- Instructions for the task
Beneath this task are records; print exactly the stretch of them from the line with "use std::pin::Pin;" through the line with "waiting for write-back.", both ends included.

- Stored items
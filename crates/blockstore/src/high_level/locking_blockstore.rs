use anyhow::{anyhow, bail, Context, Result};
use async_trait::async_trait;
use futures::{
    future,
    stream::{self, Stream, StreamExt, TryStreamExt},
};
use super::HashMapOwnedGuard;
use lockable::{AsyncLimit, InfallibleUnwrap, LockableHashMap};
use std::collections::HashSet;
use std::fmt::{self, Debug};
use std::pin::Pin;
use std::sync::atomic::{AtomicU64, Ordering};
use std::sync::Arc;
use tokio::sync::oneshot;
use tokio::task::JoinHandle;

use super::block::Block;
use super::cache_entry::{BlockBaseStoreState, BlockCacheEntry, CacheEntryState};
use super::write_back::{self, WriteBackJob, WriteBackSender};
use crate::low_level::{BlockStore, RemoveResult};
use crate::BlockId;
use blocktree_utils::{
    async_drop::{AsyncDrop, AsyncDropGuard},
    data::Data,
};

pub struct LockingBlockStore<B: BlockStore + Send + Sync + 'static> {
    base_store: Arc<AsyncDropGuard<B>>,

    // The cache doubles as a set of mutexes making sure we don't do multiple
    // things to the same block concurrently, e.g. remove it while it is loaded.
    // Entries only live while their block is held or waiting for write-back.
    cache: Arc<LockableHashMap<BlockId, BlockCacheEntry>>,

    // Only eventually consistent. While an operation is adding or removing
    // entries, this may temporarily be off.
    num_blocks_in_cache_but_not_in_base_store: Arc<AtomicU64>,

    write_back: WriteBackSender,
    // Only None while being dropped
    writer: Option<JoinHandle<()>>,
}

impl<B: BlockStore + Send + Sync + 'static> LockingBlockStore<B> {
    /// Must be called from within a tokio runtime, it spawns the write-back task.
    pub fn new(base_store: AsyncDropGuard<B>) -> AsyncDropGuard<Self> {
        let base_store = Arc::new(base_store);
        let num_blocks_in_cache_but_not_in_base_store = Arc::new(AtomicU64::new(0));
        let (write_back, writer) = write_back::spawn_writer(
            Arc::clone(&base_store),
            Arc::clone(&num_blocks_in_cache_but_not_in_base_store),
        );
        AsyncDropGuard::new(Self {
            base_store,
            cache: Arc::new(LockableHashMap::new()),
            num_blocks_in_cache_but_not_in_base_store,
            write_back,
            writer: Some(writer),
        })
    }

    async fn _lock(&self, block_id: BlockId) -> HashMapOwnedGuard<BlockId, BlockCacheEntry> {
        self.cache
            .async_lock_owned(block_id, AsyncLimit::no_limit())
            .await
            .infallible_unwrap()
    }

    /// Waits until nobody else holds the block. Returns `None` if it doesn't exist.
    pub async fn load(&self, block_id: BlockId) -> Result<Option<Block<B>>> {
        let mut cache_entry = self._lock(block_id).await;
        if cache_entry.value().is_none() {
            if let Some(loaded) = self.base_store.load(&block_id).await? {
                cache_entry.insert(BlockCacheEntry::new(
                    loaded,
                    CacheEntryState::Clean,
                    BlockBaseStoreState::ExistsInBaseStore,
                ));
            }
        }
        if cache_entry.value().is_some() {
            Ok(Some(Block::new(cache_entry, self.write_back.clone())))
        } else {
            Ok(None)
        }
    }

    /// Returns `None` if a block with this id already exists.
    pub async fn try_create(&self, block_id: &BlockId, data: &Data) -> Result<Option<Block<B>>> {
        let mut cache_entry = self._lock(*block_id).await;
        if cache_entry.value().is_some() || self.base_store.exists(block_id).await? {
            return Ok(None);
        }
        cache_entry.insert(BlockCacheEntry::new(
            data.clone(),
            CacheEntryState::Dirty,
            BlockBaseStoreState::DoesntExistInBaseStore,
        ));
        self.num_blocks_in_cache_but_not_in_base_store
            .fetch_add(1, Ordering::SeqCst);
        Ok(Some(Block::new(cache_entry, self.write_back.clone())))
    }

    /// Create a block with a fresh random id.
    pub async fn create(&self, data: &Data) -> Result<Block<B>> {
        loop {
            let block_id = BlockId::new_random();
            if let Some(block) = self.try_create(&block_id, data).await? {
                return Ok(block);
            }
            log::warn!(
                "Randomly generated {:?} already exists, generating another one",
                block_id
            );
        }
    }

    /// Create or replace the block content. This goes straight to the base store.
    pub async fn overwrite(&self, block_id: &BlockId, data: &Data) -> Result<()> {
        let mut cache_entry = self._lock(*block_id).await;
        self.base_store.store(block_id, data).await?;
        // Only a block whose write-back failed can still have an entry here
        if let Some(old_entry) = cache_entry.remove() {
            if old_entry.base_store_state() == BlockBaseStoreState::DoesntExistInBaseStore {
                write_back::decrement(&self.num_blocks_in_cache_but_not_in_base_store);
            }
        }
        Ok(())
    }

    pub async fn remove(&self, block_id: &BlockId) -> Result<RemoveResult> {
        let mut cache_entry = self._lock(*block_id).await;
        if cache_entry.value().is_some() {
            if self._remove_cache_entry(&mut cache_entry).await?
                == RemoveResult::NotRemovedBecauseItDoesntExist
            {
                log::warn!(
                    "{:?} was cached as existing in the base store but wasn't there when removing it",
                    block_id
                );
            }
            Ok(RemoveResult::SuccessfullyRemoved)
        } else {
            self.base_store.remove(block_id).await
        }
    }

    /// Remove a block the caller already holds. Fails if it vanished from the base store underneath us.
    pub async fn remove_block(&self, block: Block<B>) -> Result<()> {
        let mut cache_entry = block.into_cache_entry();
        let block_id = *cache_entry.key();
        match self._remove_cache_entry(&mut cache_entry).await? {
            RemoveResult::SuccessfullyRemoved => Ok(()),
            RemoveResult::NotRemovedBecauseItDoesntExist => {
                bail!("Tried to remove {:?} but it didn't exist in the base store", block_id)
            }
        }
    }

    async fn _remove_cache_entry(
        &self,
        cache_entry: &mut HashMapOwnedGuard<BlockId, BlockCacheEntry>,
    ) -> Result<RemoveResult> {
        let block_id = *cache_entry.key();
        let removed = cache_entry
            .remove()
            .expect("Tried to remove a cache entry that wasn't set");
        match removed.base_store_state() {
            BlockBaseStoreState::ExistsInBaseStore => self.base_store.remove(&block_id).await,
            BlockBaseStoreState::DoesntExistInBaseStore => {
                write_back::decrement(&self.num_blocks_in_cache_but_not_in_base_store);
                Ok(RemoveResult::SuccessfullyRemoved)
            }
        }
    }

    /// Write the block to the base store if it has unflushed changes. Blocks released
    /// before are written first.
    pub async fn flush_block(&self, block: &mut Block<B>) -> Result<()> {
        self._wait_for_pending_write_backs().await?;
        let block_id = *block.block_id();
        write_back::flush_entry(
            &**self.base_store,
            &self.num_blocks_in_cache_but_not_in_base_store,
            &block_id,
            block._entry_mut(),
        )
        .await
    }

    async fn _wait_for_pending_write_backs(&self) -> Result<()> {
        let (done_sender, done) = oneshot::channel();
        if self
            .write_back
            .send(WriteBackJob::Barrier(done_sender))
            .is_err()
        {
            bail!("The write-back task isn't running anymore");
        }
        done.await
            .context("The write-back task stopped before finishing its jobs")
    }

    // Blocks created or removed concurrently may or may not be counted.
    pub async fn num_blocks(&self) -> Result<u64> {
        self._wait_for_pending_write_backs().await?;
        Ok(self.base_store.num_blocks().await?
            + self
                .num_blocks_in_cache_but_not_in_base_store
                .load(Ordering::SeqCst))
    }

    pub fn estimate_num_free_bytes(&self) -> Result<u64> {
        self.base_store.estimate_num_free_bytes()
    }

    pub fn block_size_from_physical_block_size(&self, block_size: u64) -> Result<u64> {
        self.base_store
            .block_size_from_physical_block_size(block_size)
    }

    // Blocks created or removed while the stream is running may or may not show up.
    pub async fn all_blocks(&self) -> Result<Pin<Box<dyn Stream<Item = Result<BlockId>> + Send>>> {
        self._wait_for_pending_write_backs().await?;
        let blocks_in_cache = self.cache.keys_with_entries_or_locked();
        let blocks_in_base_store = self.base_store.all_blocks().await?;

        let blocks_in_cache_set: HashSet<BlockId> = blocks_in_cache.iter().copied().collect();
        let blocks_in_base_store_and_not_in_cache = blocks_in_base_store
            .try_filter(move |block_id| future::ready(!blocks_in_cache_set.contains(block_id)));

        Ok(stream::iter(blocks_in_cache.into_iter().map(Ok))
            .chain(blocks_in_base_store_and_not_in_cache)
            .boxed())
    }

    /// Wait until all released blocks are written back, and retry the ones whose write-back
    /// failed. Waits for blocks that are currently held elsewhere, so don't call this while
    /// holding a [Block].
    pub async fn clear_cache(&self) -> Result<()> {
        self._wait_for_pending_write_backs().await?;
        let block_ids = self.cache.keys_with_entries_or_locked();
        let mut num_flushed = 0;
        for block_id in block_ids {
            let mut cache_entry = self._lock(block_id).await;
            if let Some(entry) = cache_entry.value_mut() {
                if entry.state() == CacheEntryState::Dirty {
                    num_flushed += 1;
                }
                write_back::flush_entry(
                    &**self.base_store,
                    &self.num_blocks_in_cache_but_not_in_base_store,
                    &block_id,
                    entry,
                )
                .await?;
                cache_entry.remove();
            }
        }
        if num_flushed > 0 {
            log::warn!("Cleared block cache, had to retry {} write-backs", num_flushed);
        }
        Ok(())
    }

    #[cfg(test)]
    pub(super) fn num_cached_blocks(&self) -> usize {
        self.cache.keys_with_entries_or_locked().len()
    }
}

#[async_trait]
impl<B: BlockStore + Send + Sync + 'static> AsyncDrop for LockingBlockStore<B> {
    type Error = anyhow::Error;

    async fn async_drop_impl(&mut self) -> Result<()> {
        let flush_result = self.clear_cache().await;
        // Blocks still held after this lose their changes when released
        if self.write_back.send(WriteBackJob::Shutdown).is_err() {
            log::error!("The write-back task was already gone when tearing down the block store");
        }
        if let Some(writer) = self.writer.take() {
            writer.await.context("The write-back task panicked")?;
        }
        Arc::get_mut(&mut self.base_store)
            .ok_or_else(|| anyhow!("The base store is still in use after the write-back task finished"))?
            .async_drop()
            .await?;
        flush_result
    }
}

impl<B: BlockStore + Send + Sync + 'static> Debug for LockingBlockStore<B> {
    fn fmt(&self, f: &mut fmt::Formatter<'_>) -> fmt::Result {
        f.debug_struct("LockingBlockStore")
            .field("base_store", &**self.base_store)
            .finish()
    }
}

- Task response
use std::pin::Pin;
use std::sync::atomic::{AtomicU64, Ordering};
use std::sync::Arc;
use tokio::sync::oneshot;
use tokio::task::JoinHandle;

use super::block::Block;
use super::cache_entry::{BlockBaseStoreState, BlockCacheEntry, CacheEntryState};
use super::write_back::{self, WriteBackJob, WriteBackSender};
use crate::low_level::{BlockStore, RemoveResult};
use crate::BlockId;
use blocktree_utils::{
    async_drop::{AsyncDrop, AsyncDropGuard},
    data::Data,
};

pub struct LockingBlockStore<B: BlockStore + Send + Sync + 'static> {
    base_store: Arc<AsyncDropGuard<B>>,

    // The cache doubles as a set of mutexes making sure we don't do multiple
    // things to the same block concurrently, e.g. remove it while it is loaded.
    // Entries only live while their block is held or waiting for write-back.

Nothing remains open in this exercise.